By Kristen M. Clark
January 31, 2017
Tampa By Times
Senate President Joe Negron told reporters Tuesday he isn’t upset that Gov. Rick Scott‘s 2017-18 budget proposal doesn’t include funding for Negron’s top legislative priority: Purchasing land for water storage south of Lake Okeechobee.
“I don’t expect the governor to put the priorities of the House and Senate in his budget,” Negron, R-Stuart, said. “I have the burden of proof to convince him and convince my colleagues that based on Amendment 1 and based on the current issue that it’s appropriate to spend money on additional water storage south of Lake Okeechobee.”
Sen. Rob Bradley, R-Fleming Island, filed legislation last week to carry out Negron’s $2.4 billion plan to buy 60,000 acres of farmland to create a water-storing reservoir and prevent future toxic algae outbreaks in local estuaries, such as those that wreaked havoc on the state last summer.
In reiterating his pitch for the land buy, Negron said “the best we’ve come up with” as a state hasn’t worked and isn’t good enough.
“We have a lake in the middle of Florida -– one of the largest lakes in the country -– and it rises when you have a lot of rain. So when that happens, and it gets too high, we say the only solution we can come up with in the United States of America … is we’re going to open up floodgates and we’re going to drain the water through man-made canals and we are going to poison estuaries, rivers and now the ocean,” Negron said.
“This is it? This is the plan?” he added. “It’s not acceptable. No one’s defending it anymore.”

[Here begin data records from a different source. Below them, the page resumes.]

//! 전자서명 세션 서비스
//!
//! 서명 링크 토큰은 256비트 난수(hex)이며 DB에는 SHA-256 해시만 저장합니다.
//! 흐름: 대기 → (입주사 서명) 입주사서명 → (관리자 서명) 완료
//! 링크 기한은 대기 단계에만 적용되며, 기한이 지난 대기 세션은 만료 처리됩니다.

use crate::service::contract_service::fetch_contract;
use crate::service::document_service::{ContractRenderer, SignatureImages};
use crate::service::signature_storage::{SignatureStorage, Signer};
use crate::service::tenant_service::fetch_tenant;
use chrono::{Duration, Utc};
use rand::RngCore;
use serde::{Deserialize, Serialize};
use sha2::{Digest, Sha256};
use shared::config::DbConnection;
use shared::model::{ContractDetail, SigningSession, SigningStatus};
use shared::security::validation::require_text;
use shared::tool::error::{AppError, AppResult};
use sqlx::MySqlConnection;
use tracing::{info, warn};

const SIGNING_COLUMNS: &str = "id, contract_id, token_hash, status, tenant_signer_name, \
     tenant_signature_path, tenant_signed_at, tenant_ip, admin_signature_path, admin_signed_at, \
     admin_id, expires_at, created_by, created_at, updated_at";

const MAX_EXPIRES_IN_DAYS: u64 = 30;

#[derive(Debug, Default, Deserialize)]
pub struct CreateSessionRequest {
    pub expires_in_days: Option<u64>,
}

#[derive(Debug, Default, Deserialize)]
pub struct SessionFilter {
    pub contract_id: Option<i64>,
}

#[derive(Debug, Deserialize)]
pub struct SignatureRequest {
    pub signature: String,
}

#[derive(Debug, Deserialize)]
pub struct TenantSignRequest {
    pub signer_name: String,
    pub signature: String,
    #[serde(default)]
    pub agreed: bool,
}

impl TenantSignRequest {
    /// DB 조회 전에 확인할 수 있는 입력 검증
    pub fn validate(&self) -> AppResult<()> {
        if !self.agreed {
            return Err(AppError::InvalidInput(
                "계약 내용에 동의해야 서명할 수 있습니다".to_string(),
            ));
        }
        require_text("signer_name", &self.signer_name)?;
        require_text("signature", &self.signature)?;
        Ok(())
    }
}

/// 세션 생성 결과 - 원본 토큰은 이 응답에서만 확인할 수 있습니다.
#[derive(Debug, Serialize)]
pub struct CreatedSession {
    pub session: SigningSession,
    pub token: String,
    pub signing_url: String,
}

/// 입주사에게 보여주는 서명 화면 정보
#[derive(Debug, Serialize)]
pub struct SigningView {
    pub session: SigningSession,
    pub contract: ContractDetail,
    pub document: String,
}

/// 서명 링크 토큰 생성 (32바이트 난수 → hex 64자)
pub fn generate_token() -> String {
    let mut bytes = [0u8; 32];
    rand::thread_rng().fill_bytes(&mut bytes);
    hex::encode(bytes)
}

/// 토큰 해시 (SHA-256 hex)
pub fn hash_token(token: &str) -> String {
    let mut hasher = Sha256::new();
    hasher.update(token.as_bytes());
    format!("{:x}", hasher.finalize())
}

#[derive(Clone)]
pub struct SigningService {
    pool: DbConnection,
    storage: SignatureStorage,
    renderer: ContractRenderer,
    public_base_url: String,
    default_expiration_days: u64,
}

impl SigningService {
    pub fn new(
        pool: DbConnection,
        storage: SignatureStorage,
        renderer: ContractRenderer,
        public_base_url: impl Into<String>,
        default_expiration_days: u64,
    ) -> Self {
        Self {
            pool,
            storage,
            renderer,
            public_base_url: public_base_url.into(),
            default_expiration_days,
        }
    }

    /// 진행중 계약의 서명 세션 생성. 열린 세션이 있으면 거부합니다.
    pub async fn create_session(
        &self,
        contract_id: i64,
        request: &CreateSessionRequest,
        admin_id: i64,
    ) -> AppResult<CreatedSession> {
        let days = request.expires_in_days.unwrap_or(self.default_expiration_days);
        if !(1..=MAX_EXPIRES_IN_DAYS).contains(&days) {
            return Err(AppError::InvalidInput(format!(
                "expires_in_days는 1~{} 사이여야 합니다",
                MAX_EXPIRES_IN_DAYS
            )));
        }

        let mut tx = self.pool.begin().await?;

        let contract = fetch_contract(&mut tx, contract_id, true).await?.contract;
        if !contract.is_in_progress() {
            return Err(AppError::InvalidState(
                "진행중인 계약만 서명을 요청할 수 있습니다".to_string(),
            ));
        }

        expire_stale_sessions(&mut tx, Some(contract_id)).await?;

        let open: i64 = sqlx::query_scalar(
            "SELECT COUNT(*) FROM signing_sessions WHERE contract_id = ? AND status IN ('대기', '입주사서명')",
        )
        .bind(contract_id)
        .fetch_one(&mut *tx)
        .await?;
        if open > 0 {
            return Err(AppError::InvalidState(
                "진행 중인 서명 세션이 이미 있습니다".to_string(),
            ));
        }

        let token = generate_token();
        let expires_at = Utc::now() + Duration::days(days as i64);
        let result = sqlx::query(
            "INSERT INTO signing_sessions (contract_id, token_hash, status, expires_at, created_by) VALUES (?, ?, '대기', ?, ?)",
        )
        .bind(contract_id)
        .bind(hash_token(&token))
        .bind(expires_at)
        .bind(admin_id)
        .execute(&mut *tx)
        .await?;
        let session_id = result.last_insert_id() as i64;

        let session = fetch_session(&mut tx, session_id).await?;
        tx.commit().await?;

        info!(session_id, contract_id, admin_id, "서명 세션 생성");
        Ok(CreatedSession {
            session,
            signing_url: format!("{}/sign/{}", self.public_base_url, token),
            token,
        })
    }

    pub async fn list(&self, filter: &SessionFilter) -> AppResult<Vec<SigningSession>> {
        let mut conn = self.pool.acquire().await?;
        expire_stale_sessions(&mut conn, filter.contract_id).await?;

        let sql = format!(
            "SELECT {} FROM signing_sessions WHERE (? IS NULL OR contract_id = ?) ORDER BY created_at DESC, id DESC",
            SIGNING_COLUMNS
        );
        let rows = sqlx::query_as::<_, SigningSession>(&sql)
            .bind(filter.contract_id)
            .bind(filter.contract_id)
            .fetch_all(&mut *conn)
            .await?;
        Ok(rows)
    }

    pub async fn get(&self, id: i64) -> AppResult<SigningSession> {
        let mut conn = self.pool.acquire().await?;
        fetch_session(&mut conn, id).await
    }

    /// 관리자 서명 - 입주사 서명이 끝난 세션만 완료 처리합니다.
    pub async fn admin_sign(
        &self,
        id: i64,
        request: &SignatureRequest,
        admin_id: i64,
    ) -> AppResult<SigningSession> {
        let mut tx = self.pool.begin().await?;

        let session = fetch_session_for_update(&mut tx, id).await?;
        if session.status != SigningStatus::TenantSigned {
            return Err(AppError::InvalidState(format!(
                "입주사 서명 후에 관리자 서명을 할 수 있습니다 (현재: {})",
                session.status
            )));
        }

        let path = self
            .storage
            .save(Signer::Admin, session.id, &request.signature)
            .await?;

        sqlx::query(
            "UPDATE signing_sessions SET status = '완료', admin_signature_path = ?, admin_signed_at = CURRENT_TIMESTAMP, admin_id = ? WHERE id = ?",
        )
        .bind(&path)
        .bind(admin_id)
        .bind(id)
        .execute(&mut *tx)
        .await?;
        sqlx::query("UPDATE contracts SET signed_at = CURRENT_TIMESTAMP WHERE id = ?")
            .bind(session.contract_id)
            .execute(&mut *tx)
            .await?;

        let updated = fetch_session(&mut tx, id).await?;
        tx.commit().await?;

        info!(session_id = id, contract_id = session.contract_id, admin_id, "전자서명 완료");
        Ok(updated)
    }

    pub async fn cancel(&self, id: i64) -> AppResult<SigningSession> {
        let mut tx = self.pool.begin().await?;

        let session = fetch_session_for_update(&mut tx, id).await?;
        if !session.status.is_open() {
            return Err(AppError::InvalidState(format!(
                "취소할 수 없는 서명 세션입니다 (현재: {})",
                session.status
            )));
        }

        sqlx::query("UPDATE signing_sessions SET status = '취소' WHERE id = ?")
            .bind(id)
            .execute(&mut *tx)
            .await?;
        let updated = fetch_session(&mut tx, id).await?;
        tx.commit().await?;

        info!(session_id = id, "서명 세션 취소");
        Ok(updated)
    }

    /// 계약서 HTML. 가장 최근 서명 세션의 서명 정보를 반영합니다.
    pub async fn contract_document(&self, contract_id: i64) -> AppResult<String> {
        let mut conn = self.pool.acquire().await?;

        let contract = fetch_contract(&mut conn, contract_id, false).await?;
        let tenant = fetch_tenant(&mut conn, contract.contract.tenant_id).await?;

        let sql = format!(
            "SELECT {} FROM signing_sessions WHERE contract_id = ? AND status <> '취소' \
             ORDER BY created_at DESC, id DESC LIMIT 1",
            SIGNING_COLUMNS
        );
        let session = sqlx::query_as::<_, SigningSession>(&sql)
            .bind(contract_id)
            .fetch_optional(&mut *conn)
            .await?;

        let images = self.signature_images(session.as_ref()).await;
        self.renderer
            .render(&contract, &tenant, session.as_ref(), &images)
    }

    /// 공개 서명 화면 조회 (토큰)
    pub async fn view(&self, token: &str) -> AppResult<SigningView> {
        let mut conn = self.pool.acquire().await?;

        let session = self.open_by_token(&mut conn, token).await?;
        if session.status == SigningStatus::Cancelled {
            return Err(AppError::InvalidState("취소된 서명 요청입니다".to_string()));
        }

        let contract = fetch_contract(&mut conn, session.contract_id, false).await?;
        let tenant = fetch_tenant(&mut conn, contract.contract.tenant_id).await?;
        let images = self.signature_images(Some(&session)).await;
        let document = self
            .renderer
            .render(&contract, &tenant, Some(&session), &images)?;

        Ok(SigningView {
            session,
            contract,
            document,
        })
    }

    /// 입주사 서명 (공개, 토큰)
    pub async fn tenant_sign(
        &self,
        token: &str,
        request: &TenantSignRequest,
        client_ip: Option<String>,
    ) -> AppResult<SigningSession> {
        request.validate()?;

        let session_id = {
            let mut conn = self.pool.acquire().await?;
            self.open_by_token(&mut conn, token).await?.id
        };

        let mut tx = self.pool.begin().await?;

        let session = fetch_session_for_update(&mut tx, session_id).await?;
        if session.link_expired_at(Utc::now()) {
            return Err(AppError::Expired("서명 링크가 만료되었습니다".to_string()));
        }
        if session.status != SigningStatus::Pending {
            return Err(AppError::InvalidState(format!(
                "서명할 수 없는 상태입니다 (현재: {})",
                session.status
            )));
        }

        let path = self
            .storage
            .save(Signer::Tenant, session.id, &request.signature)
            .await?;

        sqlx::query(
            "UPDATE signing_sessions SET status = '입주사서명', tenant_signer_name = ?, tenant_signature_path = ?, \
             tenant_signed_at = CURRENT_TIMESTAMP, tenant_ip = ? WHERE id = ? AND status = '대기'",
        )
        .bind(request.signer_name.trim())
        .bind(&path)
        .bind(&client_ip)
        .bind(session.id)
        .execute(&mut *tx)
        .await?;

        let updated = fetch_session(&mut tx, session.id).await?;
        tx.commit().await?;

        info!(
            session_id = session.id,
            contract_id = session.contract_id,
            signer = %request.signer_name.trim(),
            "입주사 서명"
        );
        Ok(updated)
    }

    /// 토큰으로 세션 조회. 기한이 지난 대기 세션은 만료 처리 후 410.
    async fn open_by_token(&self, conn: &mut MySqlConnection, token: &str) -> AppResult<SigningSession> {
        let sql = format!(
            "SELECT {} FROM signing_sessions WHERE token_hash = ?",
            SIGNING_COLUMNS
        );
        let session = sqlx::query_as::<_, SigningSession>(&sql)
            .bind(hash_token(token.trim()))
            .fetch_optional(&mut *conn)
            .await?
            .ok_or_else(|| AppError::NotFound("서명 요청".to_string()))?;

        if session.link_expired_at(Utc::now()) {
            sqlx::query("UPDATE signing_sessions SET status = '만료' WHERE id = ? AND status = '대기'")
                .bind(session.id)
                .execute(&mut *conn)
                .await?;
            warn!(session_id = session.id, "만료된 서명 링크 접근");
            return Err(AppError::Expired("서명 링크가 만료되었습니다".to_string()));
        }
        if session.status == SigningStatus::Expired {
            return Err(AppError::Expired("서명 링크가 만료되었습니다".to_string()));
        }

        Ok(session)
    }

    /// 문서에 넣을 서명 이미지. 파일을 읽지 못하면 이미지 없이 렌더링합니다.
    async fn signature_images(&self, session: Option<&SigningSession>) -> SignatureImages {
        let Some(session) = session else {
            return SignatureImages::default();
        };
        SignatureImages {
            tenant: self
                .load_image(session.id, session.tenant_signature_path.as_deref())
                .await,
            admin: self
                .load_image(session.id, session.admin_signature_path.as_deref())
                .await,
        }
    }

    async fn load_image(&self, session_id: i64, path: Option<&str>) -> Option<String> {
        let path = path?;
        match self.storage.load_data_url(path).await {
            Ok(url) => Some(url),
            Err(e) => {
                warn!(session_id, path, "서명 이미지 읽기 실패: {}", e);
                None
            }
        }
    }
}

async fn fetch_session(conn: &mut MySqlConnection, id: i64) -> AppResult<SigningSession> {
    let sql = format!("SELECT {} FROM signing_sessions WHERE id = ?", SIGNING_COLUMNS);
    sqlx::query_as::<_, SigningSession>(&sql)
        .bind(id)
        .fetch_optional(&mut *conn)
        .await?
        .ok_or_else(|| AppError::NotFound("서명 세션".to_string()))
}

async fn fetch_session_for_update(conn: &mut MySqlConnection, id: i64) -> AppResult<SigningSession> {
    let sql = format!(
        "SELECT {} FROM signing_sessions WHERE id = ? FOR UPDATE",
        SIGNING_COLUMNS
    );
    sqlx::query_as::<_, SigningSession>(&sql)
        .bind(id)
        .fetch_optional(&mut *conn)
        .await?
        .ok_or_else(|| AppError::NotFound("서명 세션".to_string()))
}

/// 기한이 지난 대기 세션을 만료 상태로 바꿉니다. 입주사가 서명한 세션은 건드리지 않습니다.
async fn expire_stale_sessions(conn: &mut MySqlConnection, contract_id: Option<i64>) -> AppResult<u64> {
    let expired = sqlx::query(
        "UPDATE signing_sessions SET status = '만료' \
         WHERE status = '대기' AND expires_at <= ? AND (? IS NULL OR contract_id = ?)",
    )
    .bind(Utc::now())
    .bind(contract_id)
    .bind(contract_id)
    .execute(&mut *conn)
    .await?
    .rows_affected();
    Ok(expired)
}

#[cfg(test)]
mod tests {
    use super::*;

    #[test]
    fn test_token_is_256_bit_hex() {
        let token = generate_token();
        assert_eq!(token.len(), 64);
        assert!(token.chars().all(|c| c.is_ascii_hexdigit()));
        assert_ne!(token, generate_token());
    }

    #[test]
    fn test_hash_token_is_stable_sha256() {
        let hash = hash_token("abc");
        assert_eq!(
            hash,
            "ba7816bf8f01cfea414140de5dae2223b00361a396177a9cb410ff61f20015ad"
        );
        assert_eq!(hash_token("abc"), hash);
    }

    #[test]
    fn test_tenant_sign_requires_agreement() {
        let request = TenantSignRequest {
            signer_name: "김대표".to_string(),
            signature: "data:image/png;base64,AAAA".to_string(),
            agreed: false,
        };
        assert!(matches!(request.validate(), Err(AppError::InvalidInput(_))));
    }

    #[test]
    fn test_tenant_sign_requires_name() {
        let request = TenantSignRequest {
            signer_name: " ".to_string(),
            signature: "data:image/png;base64,AAAA".to_string(),
            agreed: true,
        };
        assert!(matches!(request.validate(), Err(AppError::MissingField(_))));
    }
}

While Scott’s budget proposal doesn’t include money for the land-buy, it does recommend more than $215 million for several water storage projects around Lake O, including federal projects for the Indian River Lagoon for which the state bears some of the cost.
The Legislature ultimately decides on the state’s annual budget, although the governor has some veto power over specific projects.